Comment 36 Deepak Chaula 2017-05-14 22:41:34 PDT
Hi guys,
When are you going to push fixed 10.1 safari latest version?
Comment 37 Songli Li 2017-05-16 02:46:56 PDT
Hi folks, I've just upgraded Safari to 10.1.1 and this issue can still happen...
Comment 38 Jonas 2017-05-16 02:55:05 PDT
It looks like 10.1.1 only contains Security updates.

https://support.apple.com/en-us/HT207804
Comment 39 Deepak Chaula 2017-05-16 06:25:25 PDT
Yes, still I am facing this issue...
Comment 40 Divya Manian 2017-05-17 16:57:53 PDT
There is a Beta program https://beta.apple.com that would be good to sign up for to get early access on what goes into the next release of Safari ahead of time.
Comment 41 gneius 2017-05-23 05:59:32 PDT
(In reply to Divya Manian from comment #40)
> There is a Beta program https://beta.apple.com that would be good to sign up
> for to get early access on what goes into the next release of Safari ahead
> of time.

Hi, 

We have more and more customer experiencing this issue. So far the work around is to add some delay when sending data through websocket. The work around is not really acceptable by our customers as it adds a lot of overhead and reduce performance by a large margin. 

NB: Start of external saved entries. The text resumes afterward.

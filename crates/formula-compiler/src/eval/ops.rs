//! Operator semantics.

use core::cmp::Ordering;

use formula_model::Operator;

use super::value::flatten;
use super::{Array, Operand, Scalar};
use crate::error::ErrorKind;
use crate::numeric::Arithmetic;

/// Applies an operator to already evaluated operands.
pub fn apply<A: Arithmetic>(
    ar: &A,
    op: Operator,
    args: impl IntoIterator<Item = Operand<A::Num>>,
) -> Result<Operand<A::Num>, ErrorKind> {
    let mut args = args.into_iter();
    match op {
        Operator::Union => {
            let items = flatten(args, false);
            let cols = u32::try_from(items.len()).map_err(|_| ErrorKind::Value)?;
            Ok(Operand::Array(Array { rows: 1, cols, items }))
        }
        Operator::Intersect => Err(ErrorKind::Null),
        Operator::Neg | Operator::Percent => {
            let x = args.next().ok_or(ErrorKind::Value)?.into_scalar()?;
            unary(ar, op, &x).map(Operand::Scalar)
        }
        _ => {
            let (Some(a), Some(b)) = (args.next(), args.next()) else {
                return Err(ErrorKind::Value);
            };
            binary(ar, op, &a.into_scalar()?, &b.into_scalar()?).map(Operand::Scalar)
        }
    }
}

pub fn unary<A: Arithmetic>(ar: &A, op: Operator, x: &Scalar<A::Num>) -> Result<Scalar<A::Num>, ErrorKind> {
    let n = x.to_number(ar)?;
    Ok(Scalar::Number(match op {
        Operator::Neg => ar.neg(&n),
        Operator::Percent => ar.div(&n, &ar.from_i64(100)?)?,
        _ => return Err(ErrorKind::Value),
    }))
}

pub fn binary<A: Arithmetic>(
    ar: &A,
    op: Operator,
    a: &Scalar<A::Num>,
    b: &Scalar<A::Num>,
) -> Result<Scalar<A::Num>, ErrorKind> {
    if op == Operator::Concat {
        return Ok(Scalar::Text(a.to_text(ar) + &b.to_text(ar)));
    }
    if op.is_comparison() {
        return Scalar::boolean(ar, compare_with(ar, op, a, b));
    }
    let (x, y) = (a.to_number(ar)?, b.to_number(ar)?);
    Ok(Scalar::Number(match op {
        Operator::Add => ar.add(&x, &y)?,
        Operator::Sub => ar.sub(&x, &y)?,
        Operator::Mul => ar.mul(&x, &y)?,
        Operator::Div => ar.div(&x, &y)?,
        Operator::Pow => ar.pow(&x, &y)?,
        Operator::Min => {
            if ar.cmp(&y, &x) == Ordering::Less {
                y
            } else {
                x
            }
        }
        Operator::Max => {
            if ar.cmp(&y, &x) == Ordering::Greater {
                y
            } else {
                x
            }
        }
        _ => return Err(ErrorKind::Value),
    }))
}

/// Evaluates a comparison operator.
pub fn compare_with<A: Arithmetic>(ar: &A, op: Operator, a: &Scalar<A::Num>, b: &Scalar<A::Num>) -> bool {
    let ord = compare(ar, a, b);
    match op {
        Operator::Eq => ord == Ordering::Equal,
        Operator::Ne => ord != Ordering::Equal,
        Operator::Lt => ord == Ordering::Less,
        Operator::Gt => ord == Ordering::Greater,
        Operator::Le => ord != Ordering::Greater,
        Operator::Ge => ord != Ordering::Less,
        _ => false,
    }
}

/// Spreadsheet ordering: numbers sort before text, text compares case-insensitively, and an
/// empty value equals zero or the empty string depending on what it is compared with.
pub fn compare<A: Arithmetic>(ar: &A, a: &Scalar<A::Num>, b: &Scalar<A::Num>) -> Ordering {
    match (a, b) {
        (Scalar::Number(x), Scalar::Number(y)) => ar.cmp(x, y),
        (Scalar::Text(x), Scalar::Text(y)) => x.to_lowercase().cmp(&y.to_lowercase()),
        (Scalar::Number(_), Scalar::Text(_)) => Ordering::Less,
        (Scalar::Text(_), Scalar::Number(_)) => Ordering::Greater,
        (Scalar::Null, Scalar::Null) => Ordering::Equal,
        (Scalar::Null, Scalar::Number(y)) => match ar.from_i64(0) {
            Ok(zero) => ar.cmp(&zero, y),
            Err(_) => Ordering::Less,
        },
        (Scalar::Number(_), Scalar::Null) => compare(ar, b, a).reverse(),
        (Scalar::Null, Scalar::Text(y)) => "".cmp(y.as_str()),
        (Scalar::Text(x), Scalar::Null) => x.as_str().cmp(""),
    }
}

#[cfg(test)]
mod tests {
    use super::*;
    use crate::numeric::Double;

    fn n(v: f64) -> Scalar<f64> {
        Scalar::Number(v)
    }

    fn t(s: &str) -> Scalar<f64> {
        Scalar::Text(s.to_string())
    }

    #[test]
    fn arithmetic_coerces_text_and_empty() {
        assert_eq!(binary(&Double, Operator::Add, &t(" 4 "), &Scalar::Null), Ok(n(4.0)));
        assert_eq!(binary(&Double, Operator::Mul, &t("x"), &n(1.0)), Err(ErrorKind::Value));
        assert_eq!(binary(&Double, Operator::Div, &n(1.0), &Scalar::Null), Err(ErrorKind::Div0));
        assert_eq!(unary(&Double, Operator::Percent, &n(50.0)), Ok(n(0.5)));
    }

    #[test]
    fn comparisons_order_numbers_before_text() {
        assert_eq!(binary(&Double, Operator::Lt, &n(1e9), &t("a")), Ok(n(1.0)));
        assert_eq!(binary(&Double, Operator::Eq, &t("ABC"), &t("abc")), Ok(n(1.0)));
        assert_eq!(binary(&Double, Operator::Eq, &Scalar::Null, &n(0.0)), Ok(n(1.0)));
        assert_eq!(binary(&Double, Operator::Eq, &Scalar::Null, &t("")), Ok(n(1.0)));
        assert_eq!(binary(&Double, Operator::Ge, &n(2.0), &n(3.0)), Ok(n(0.0)));
    }

    #[test]
    fn concatenation_formats_numbers() {
        assert_eq!(binary(&Double, Operator::Concat, &n(1.5), &t("x")), Ok(t("1.5x")));
        assert_eq!(binary(&Double, Operator::Concat, &Scalar::Null, &n(2.0)), Ok(t("2")));
    }

    #[test]
    fn min_max_and_union() {
        assert_eq!(binary(&Double, Operator::Min, &n(3.0), &n(-1.0)), Ok(n(-1.0)));
        assert_eq!(binary(&Double, Operator::Max, &n(3.0), &n(-1.0)), Ok(n(3.0)));
        let union = apply(
            &Double,
            Operator::Union,
            [Operand::Scalar(n(1.0)), Operand::Array(Array { rows: 2, cols: 1, items: vec![n(2.0), n(3.0)] })],
        );
        assert_eq!(
            union,
            Ok(Operand::Array(Array { rows: 1, cols: 3, items: vec![n(1.0), n(2.0), n(3.0)] }))
        );
        assert_eq!(
            apply(&Double, Operator::Intersect, [Operand::Scalar(n(1.0)), Operand::Scalar(n(1.0))]),
            Err(ErrorKind::Null)
        );
    }
}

Is it possible to get an ETA on when the fix will make it into the release version of Safari and iOS so we can communicate that to our customers? 

TIA!
qing
Comment 42 Michael Catanzaro 2017-05-23 06:29:27 PDT
Hi, you're unlikely to get a response from Apple developers here, as they're not generally allowed to comment about future product releases. This issue has been fixed in WebKit, and that's as much as you're going to be able to get here.
Comment 43 Jonas 2017-09-14 05:51:01 PDT
Is this confirmed to be part of Safari 11?
Comment 44 Alexey Proskuryakov 2017-09-14 09:26:31 PDT
This is fixed in the latest updates to shipping Safari, in macOS 10.12.6 and iOS 10.3.3.